▶ PROBLEM REQUIREMENTS: Tally the lines of the data that include the word "format". Only the number is to be returned.

(Collected data entries)
┌──

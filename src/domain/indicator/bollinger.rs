//! Bollinger Bands.
//!
//! - Middle: Simple Moving Average (SMA) over n periods
//! - Upper: Middle + (multiplier × StdDev)
//! - Lower: Middle - (multiplier × StdDev)
//! - Bandwidth: (Upper - Lower) / Middle × 100
//! - Percent: (Close - Lower) / (Upper - Lower)
//!
//! Where StdDev is population standard deviation (divides by N, not N-1).
//!
//! Default parameters: period=20, multiplier=2.0
//! Warmup: first (period-1) bars are missing.

use crate::domain::series::Series;

#[derive(Debug, Clone, PartialEq)]
pub struct Bands {
    pub period: usize,
    pub stddev_mult_x100: u32,
    pub lower: Series,
    pub middle: Series,
    pub upper: Series,
    pub bandwidth: Series,
    pub percent: Series,
}

impl Bands {
    /// Output columns as `BBL_20_2.0`, `BBM_..`, `BBU_..`, `BBB_..`, `BBP_..`.
    pub fn named(self) -> Vec<(String, Series)> {
        let tag = format!("{}_{:.1}", self.period, self.stddev_mult_x100 as f64 / 100.0);
        vec![
            (format!("BBL_{tag}"), self.lower),
            (format!("BBM_{tag}"), self.middle),
            (format!("BBU_{tag}"), self.upper),
            (format!("BBB_{tag}"), self.bandwidth),
            (format!("BBP_{tag}"), self.percent),
        ]
    }
}

pub fn calculate_bollinger(close: &[f64], period: usize, stddev_mult_x100: u32) -> Bands {
    let n = close.len();
    let mult = stddev_mult_x100 as f64 / 100.0;
    let warmup = period.saturating_sub(1);

    let mut lower = Vec::with_capacity(n);
    let mut middle = Vec::with_capacity(n);
    let mut upper = Vec::with_capacity(n);
    let mut bandwidth = Vec::with_capacity(n);
    let mut percent = Vec::with_capacity(n);

    for i in 0..n {
        if period == 0 || i < warmup {
            lower.push(None);
            middle.push(None);
            upper.push(None);
            bandwidth.push(None);
            percent.push(None);
            continue;
        }

        let window = &close[i + 1 - period..=i];
        let mid: f64 = window.iter().sum::<f64>() / period as f64;
        let variance: f64 = window
            .iter()
            .map(|c| {
                let diff = c - mid;
                diff * diff
            })
            .sum::<f64>()
            / period as f64;
        let stddev = variance.sqrt();
        let up = mid + mult * stddev;
        let lo = mid - mult * stddev;

        lower.push(Some(lo));
        middle.push(Some(mid));
        upper.push(Some(up));
        bandwidth.push(Some((up - lo) / mid * 100.0));
        percent.push(Some((close[i] - lo) / (up - lo)));
    }

    Bands {
        period,
        stddev_mult_x100,
        lower: Series::new(lower),
        middle: Series::new(middle),
        upper: Series::new(upper),
        bandwidth: Series::new(bandwidth),
        percent: Series::new(percent),
    }
}
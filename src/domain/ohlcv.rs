//! OHLCV bars and the column-oriented table the engines read from.

use crate::domain::error::SignalError;
use chrono::{DateTime, Utc};

pub const OPEN: &str = "Open";
pub const HIGH: &str = "High";
pub const LOW: &str = "Low";
pub const CLOSE: &str = "Close";
pub const VOLUME: &str = "Volume";

#[derive(Debug, Clone, PartialEq)]
pub struct OhlcvBar {
    pub timestamp: DateTime<Utc>,
    pub open: f64,
    pub high: f64,
    pub low: f64,
    pub close: f64,
    pub volume: f64,
}

/// (high + low + close) / 3
pub fn typical_price(high: f64, low: f64, close: f64) -> f64 {
    (high + low + close) / 3.0
}

/// max(high - low, |high - prev_close|, |low - prev_close|)
pub fn true_range(high: f64, low: f64, prev_close: f64) -> f64 {
    let hl = high - low;
    let hc = (high - prev_close).abs();
    let lc = (low - prev_close).abs();
    hl.max(hc).max(lc)
}

/// One instrument's price history for one timeframe.
///
/// Rows are indexed by strictly ascending UTC timestamps. Columns are kept
/// under whatever names the fetcher produced; the engines only ever read
/// them and never mutate raw rows.
#[derive(Debug, Clone, Default, PartialEq)]
pub struct OhlcvTable {
    timestamps: Vec<DateTime<Utc>>,
    columns: Vec<(String, Vec<f64>)>,
}

impl OhlcvTable {
    pub fn new(timestamps: Vec<DateTime<Utc>>) -> Result<Self, SignalError> {
        if let Some(pair) = timestamps.windows(2).find(|w| w[0] >= w[1]) {
            return Err(SignalError::data(format!(
                "timestamps must be strictly ascending ({} followed by {})",
                pair[0], pair[1]
            )));
        }
        Ok(Self {
            timestamps,
            columns: Vec::new(),
        })
    }

    pub fn with_column(
        mut self,
        name: impl Into<String>,
        values: Vec<f64>,
    ) -> Result<Self, SignalError> {
        let name = name.into();
        if values.len() != self.timestamps.len() {
            return Err(SignalError::data(format!(
                "column {} has {} values for {} timestamps",
                name,
                values.len(),
                self.timestamps.len()
            )));
        }
        match self.columns.iter_mut().find(|(n, _)| *n == name) {
            Some((_, existing)) => *existing = values,
            None => self.columns.push((name, values)),
        }
        Ok(self)
    }

    /// Standard Open/High/Low/Close/Volume table from bars sorted by time.
    pub fn from_bars(bars: &[OhlcvBar]) -> Result<Self, SignalError> {
        Self::new(bars.iter().map(|b| b.timestamp).collect())?
            .with_column(OPEN, bars.iter().map(|b| b.open).collect())?
            .with_column(HIGH, bars.iter().map(|b| b.high).collect())?
            .with_column(LOW, bars.iter().map(|b| b.low).collect())?
            .with_column(CLOSE, bars.iter().map(|b| b.close).collect())?
            .with_column(VOLUME, bars.iter().map(|b| b.volume).collect())
    }

    pub fn without_column(mut self, name: &str) -> Self {
        self.columns.retain(|(n, _)| n != name);
        self
    }

    pub fn len(&self) -> usize {
        self.timestamps.len()
    }

    pub fn is_empty(&self) -> bool {
        self.timestamps.is_empty()
    }

    pub fn timestamps(&self) -> &[DateTime<Utc>] {
        &self.timestamps
    }

    pub fn last_timestamp(&self) -> Option<DateTime<Utc>> {
        self.timestamps.last().copied()
    }

    pub fn column_names(&self) -> impl Iterator<Item = &str> {
        self.columns.iter().map(|(n, _)| n.as_str())
    }

    /// Exact-name lookup.
    pub fn column(&self, name: &str) -> Option<&[f64]> {
        self.columns
            .iter()
            .find(|(n, _)| n == name)
            .map(|(_, v)| v.as_slice())
    }

    pub fn has_column(&self, name: &str) -> bool {
        self.column(name).is_some()
    }

    /// Lookup tolerant of upstream casing: tries the name as given, then
    /// lowercase, capitalized and uppercase variants.
    pub fn resolve_column(&self, name: &str) -> Option<&[f64]> {
        case_variants(name)
            .iter()
            .find_map(|candidate| self.column(candidate))
    }
}

fn case_variants(name: &str) -> [String; 4] {
    let lower = name.to_lowercase();
    let mut chars = lower.chars();
    let capitalized = match chars.next() {
        Some(first) => first.to_uppercase().chain(chars).collect(),
        None => String::new(),
    };
    [name.to_string(), lower, capitalized, name.to_uppercase()]
}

└──

▶ EXERCISE RESPONSE: 8